Websites Black Out across Canada Today in Defense of Nature and Democracy
Today diverse groups from around the world will black out their websites in a symbolic protest of Canadian Prime Minister Stephen Harper’s Conservative government’s attack on nature and democracy.
The attacks come in a sweeping budget legislation that, to prevent debate, touches on everything from environmental rules to immigration; pensions to student groups. Its unprecedented scope has been roundly condemned by voices from the left and right as fundamentally undemocratic. Parliamentary debate has also been shortened by Harper.
A big reason why there’s such a rush is oil interests at play. Working in close coordination with oil company lobbyists and industry front groups, the Harper government is attempting to silence public interest groups—all the while working to rollback longstanding Canadian environmental protections, slash environmental enforcement and eliminate independent oversight of the environmental decision-making process.
The Canadian government is also targeting civil society groups by allocating millions for onerous new tax audits. The target is clearly environmental organizations opposed the government’s plans to expand tar sands oil extraction operations. Sitting members of Harper’s Cabinet have called them “radicals," accused them of “money laundering” and—ironically, given most tar sands oil companies are not Canadian-owned—being puppets of rich foreigners, especially Americans.
Sierra Club, Natural Resources Defense Council (NRDC) and 350.org today will feature Black Out Speak Out actions on their websites, joining groups from across Canada, the First Nations and the European Union.
“Canada—once an example for other countries on this planet—is in danger of letting tar sands greed undermine its democratic traditions,” said Bill McKibben, 350.org. “We're blacking out our website for a day, because we want very badly for the Harper government to see the light: by deciding to keep carbon safe in the ground, it can set a shining example for the rest of the Earth.”
“This attack on democracy and nature starts in Canada, but the multi-national oil industry is pushing tar sands to markets in the United States and abroad, attacking any clean energy policies in their way,” said Susan Casey-Lefkowitz, NRDC international program director. “And now an emboldened oil industry is pushing for Congressional approval of the Keystone XL tar sands pipeline without further public input in the unrelated transportation bill.
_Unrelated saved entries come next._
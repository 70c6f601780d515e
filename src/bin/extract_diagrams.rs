//! Extract the diagrams of one handwritten note into transparent PNG crops.
//!
//! # Usage
//!
//! ```bash
//! # Positional input and output directory
//! extract_diagrams note.png out/
//!
//! # Named arguments, JSON config, debug images
//! extract_diagrams --input note.png --output out/ --config extractor.json --debug
//! ```
//!
//! Writes `diagram_<n>.png` and `manifest.json` into the output directory.
//! Environment variables (`MIN_CONTOUR_AREA`, `CLUSTERING_PROXIMITY`,
//! `PADDING`, `MAX_DIAGRAMS`, `DIAGRAM_SORTING_METHOD`) override the config
//! file.

use clap::Parser;
use diagram_extractor::config::resolve_config;
use diagram_extractor::debug::{mask_image, render_overlay};
use diagram_extractor::image::io::{load_raster, save_gray_png, save_rgba_png, write_json_file};
use diagram_extractor::image::ImageRgba8;
use diagram_extractor::{DiagramExtractor, ExtractError, ExtractionOutcome};
use log::{debug, info};
use std::path::{Path, PathBuf};

const MANIFEST_FILE: &str = "manifest.json";
const DEFAULT_OUTPUT_DIR: &str = "output";

/// Extract diagrams from a handwritten note
#[derive(Parser, Debug)]
#[command(name = "extract_diagrams")]
#[command(version, about, long_about = None)]
struct Args {
    /// Input note (PNG or JPEG)
    #[arg(value_name = "INPUT", required_unless_present = "input")]
    input_pos: Option<PathBuf>,

    /// Output directory for crops and manifest
    #[arg(value_name = "OUTPUT")]
    output_pos: Option<PathBuf>,

    /// Input note, alternative to the positional form
    #[arg(short, long, conflicts_with = "input_pos")]
    input: Option<PathBuf>,

    /// Output directory, alternative to the positional form
    #[arg(short, long, conflicts_with = "output_pos")]
    output: Option<PathBuf>,

    /// JSON configuration file
    #[arg(short, long)]
    config: Option<PathBuf>,

    /// Log every stage
    #[arg(short, long)]
    verbose: bool,

    /// Also write debug_mask.png, debug_overlay.png and trace.json
    #[arg(long)]
    debug: bool,
}

fn main() {
    let args = Args::parse();
    let default_filter = if args.verbose { "debug" } else { "info" };
    env_logger::Builder::from_env(env_logger::Env::default().default_filter_or(default_filter))
        .target(env_logger::Target::Stderr)
        .init();

    if let Err(err) = run(&args) {
        eprintln!("Error: {err}");
        std::process::exit(1);
    }
}

fn run(args: &Args) -> Result<(), ExtractError> {
    let input = args
        .input
        .as_ref()
        .or(args.input_pos.as_ref())
        .ok_or_else(|| ExtractError::InvalidInput {
            reason: "no input file given".to_string(),
        })?;
    let output = args
        .output
        .clone()
        .or_else(|| args.output_pos.clone())
        .unwrap_or_else(|| PathBuf::from(DEFAULT_OUTPUT_DIR));

    let config = resolve_config(args.config.as_deref())?;
    debug!("configuration: {config:?}");
    let extractor = DiagramExtractor::new(config)?;

    let note = load_raster(input)?;
    let view = ImageRgba8::from_rgba(&note);
    let outcome = extractor.process(view, &file_name(input))?;

    for diagram in &outcome.diagrams {
        save_rgba_png(&diagram.image, &output.join(&diagram.file))?;
    }
    let manifest_path = output.join(MANIFEST_FILE);
    write_json_file(&manifest_path, &outcome.manifest)?;

    if args.debug {
        save_debug_artifacts(&output, view, &outcome)?;
    }

    print_summary(&outcome, &manifest_path);
    Ok(())
}

fn file_name(path: &Path) -> String {
    path.file_name()
        .map(|n| n.to_string_lossy().into_owned())
        .unwrap_or_else(|| path.display().to_string())
}

fn save_debug_artifacts(
    dir: &Path,
    view: ImageRgba8<'_>,
    outcome: &ExtractionOutcome,
) -> Result<(), ExtractError> {
    save_gray_png(&mask_image(outcome), &dir.join("debug_mask.png"))?;
    save_rgba_png(&render_overlay(view, outcome), &dir.join("debug_overlay.png"))?;
    write_json_file(&dir.join("trace.json"), &outcome.trace)?;
    info!("debug artifacts written to {}", dir.display());
    Ok(())
}

fn print_summary(outcome: &ExtractionOutcome, manifest_path: &Path) {
    match &outcome.manifest.message {
        Some(message) => println!("{message}"),
        None => {
            println!("Extracted {} diagram(s)", outcome.diagrams.len());
            for entry in &outcome.manifest.diagrams {
                let [x, y, w, h] = entry.bbox;
                println!(
                    "  {}: {}x{} at ({}, {}) confidence {:.3}",
                    entry.file, w, h, x, y, entry.confidence
                );
            }
        }
    }
    for warning in &outcome.warnings {
        println!("  warning: {warning}");
    }
    println!("Manifest written to {}", manifest_path.display());
}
This is a critical time to join our Canadian friends in protesting this attempt to silence debate about our energy future and the need to fight climate change.”
“Let’s hope Harper gets the message that suppressing civil society’s voice in the interest of the oil industry is dangerously radical,” said Michael Marx, Sierra Club Beyond Oil campaign director. “It’s one thing to disagree with environmental groups, we’re used to that. But it’s quite another to try and silence your opposition by attacking civil society’s essential freedoms. Harper has crossed a very dangerous line.”